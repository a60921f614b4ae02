//! Emotion classification from averaged sensor windows.
//!
//! This module contains:
//! - The fitted feature scaler
//! - Serialized model families and the [`Classifier`] capability
//! - The adapter that validates model output against the emotion catalog

pub mod adapter;
pub mod model;
pub mod scaler;

use std::path::PathBuf;

// Re-export commonly used types
pub use adapter::ClassifierAdapter;
pub use model::{Classifier, ModelArtifact, RawPrediction};
pub use scaler::StandardScaler;

/// Classifier errors.
#[derive(Debug, Clone, PartialEq)]
pub enum ClassifierError {
    /// A scaler or model file does not exist
    ArtifactMissing(PathBuf),
    /// A scaler or model file could not be read or parsed
    ArtifactInvalid { artifact: String, reason: String },
    /// The model produced a code outside the emotion catalog
    InvalidLabel(i64),
    /// An averaged feature was NaN or infinite
    NonFiniteFeature,
    /// The model could not rank classes (NaN or infinite score)
    NonFiniteScore,
}

impl std::fmt::Display for ClassifierError {
    fn fmt(&self, f: &mut std::fmt::Formatter<'_>) -> std::fmt::Result {
        match self {
            ClassifierError::ArtifactMissing(path) => {
                write!(f, "Classifier artifact not found: {}", path.display())
            }
            ClassifierError::ArtifactInvalid { artifact, reason } => {
                write!(f, "Invalid classifier artifact ({artifact}): {reason}")
            }
            ClassifierError::InvalidLabel(code) => {
                write!(f, "Classification fault: model returned label {code} outside 0..=5")
            }
            ClassifierError::NonFiniteFeature => {
                write!(f, "Classification fault: non-finite feature value")
            }
            ClassifierError::NonFiniteScore => {
                write!(f, "Classification fault: non-finite model score")
            }
        }
    }
}

impl std::error::Error for ClassifierError {}

impl ClassifierError {
    /// Whether this error happened while loading artifacts.
    pub fn is_startup_fault(&self) -> bool {
        matches!(
            self,
            ClassifierError::ArtifactMissing(_) | ClassifierError::ArtifactInvalid { .. }
        )
    }
}
//! Result persistence.
//!
//! A [`ResultSink`] stores classified records once authenticated. The
//! [`ResultPublisher`] wraps a sink and degrades to log-only output when
//! authentication fails or no sink is configured.

pub mod cloud;
pub mod jsonl;
pub mod publisher;

use crate::core::record::ResultRecord;

// Re-export commonly used types
pub use cloud::CloudConfig;
pub use jsonl::JsonlSink;
pub use publisher::ResultPublisher;

#[cfg(feature = "cloud")]
pub use cloud::{CloudClient, CloudSink};

/// Login credentials for sinks that require them.
#[derive(Clone)]
pub struct Credentials {
    pub email: String,
    pub password: String,
}

impl std::fmt::Debug for Credentials {
    fn fmt(&self, f: &mut std::fmt::Formatter<'_>) -> std::fmt::Result {
        f.debug_struct("Credentials")
            .field("email", &self.email)
            .field("password", &"<redacted>")
            .finish()
    }
}

/// An authenticated owner.
#[derive(Debug, Clone, PartialEq, Eq)]
pub struct Identity {
    pub user_id: String,
    /// Bearer token for sinks that need one
    pub token: Option<String>,
}

impl Identity {
    pub fn new(user_id: impl Into<String>) -> Self {
        Self {
            user_id: user_id.into(),
            token: None,
        }
    }
}

/// Capability that persists result records.
pub trait ResultSink {
    /// Short name used in logs.
    fn name(&self) -> &str;

    /// Establish the identity records are stored under.
    fn authenticate(&mut self, credentials: Option<&Credentials>) -> Result<Identity, SinkError>;

    /// Store one record. Never retried by callers.
    fn put(&mut self, record: &ResultRecord, identity: &Identity) -> Result<(), SinkError>;

    /// Whether a successful `put` means the record was stored.
    fn persists(&self) -> bool {
        true
    }
}

impl<S: ResultSink + ?Sized> ResultSink for Box<S> {
    fn name(&self) -> &str {
        (**self).name()
    }

    fn authenticate(&mut self, credentials: Option<&Credentials>) -> Result<Identity, SinkError> {
        (**self).authenticate(credentials)
    }

    fn put(&mut self, record: &ResultRecord, identity: &Identity) -> Result<(), SinkError> {
        (**self).put(record, identity)
    }

    fn persists(&self) -> bool {
        (**self).persists()
    }
}

/// Print-only sink: every record is logged and nothing is stored.
///
/// Authenticates as the local device so records still carry an owner.
#[derive(Debug, Default)]
pub struct LogSink;

impl ResultSink for LogSink {
    fn name(&self) -> &str {
        "log"
    }

    fn authenticate(&mut self, _credentials: Option<&Credentials>) -> Result<Identity, SinkError> {
        Ok(Identity::new(device_id()))
    }

    fn put(&mut self, record: &ResultRecord, identity: &Identity) -> Result<(), SinkError> {
        tracing::debug!(
            user_id = %identity.user_id,
            emotion = %record.emotion,
            sample_count = record.sample_count,
            "record logged"
        );
        Ok(())
    }

    fn persists(&self) -> bool {
        false
    }
}

/// Identifier for this machine, derived from its hostname.
pub fn device_id() -> String {
    let hostname = hostname::get()
        .map(|h| h.to_string_lossy().to_string())
        .unwrap_or_else(|_| "unknown".to_string());
    format!("device-{hostname}")
}

/// Sink error types.
#[derive(Debug, Clone, PartialEq)]
pub enum SinkError {
    /// Identity step failed
    Auth(String),
    /// `put` called without a usable identity
    NotAuthenticated,
    /// Local storage failure
    Io(String),
    /// Network/HTTP error
    Network(String),
    /// Server returned an error response
    Server { status: u16, message: String },
    /// JSON serialization error
    Serialization(String),
}

impl std::fmt::Display for SinkError {
    fn fmt(&self, f: &mut std::fmt::Formatter<'_>) -> std::fmt::Result {
        match self {
            SinkError::Auth(msg) => write!(f, "Authentication failed: {msg}"),
            SinkError::NotAuthenticated => write!(f, "Sink used before authentication"),
            SinkError::Io(msg) => write!(f, "Sink write error: {msg}"),
            SinkError::Network(msg) => write!(f, "Sink network error: {msg}"),
            SinkError::Server { status, message } => {
                write!(f, "Sink server error ({status}): {message}")
            }
            SinkError::Serialization(msg) => write!(f, "Sink serialization error: {msg}"),
        }
    }
}

impl std::error::Error for SinkError {}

* * * * * * *

# [What to do]
Report each line in the data above that holds the word "from" by copying it.

# [Answer area]
//! Emotion classification from averaged sensor windows.
/// Identifier for this machine, derived from its hostname.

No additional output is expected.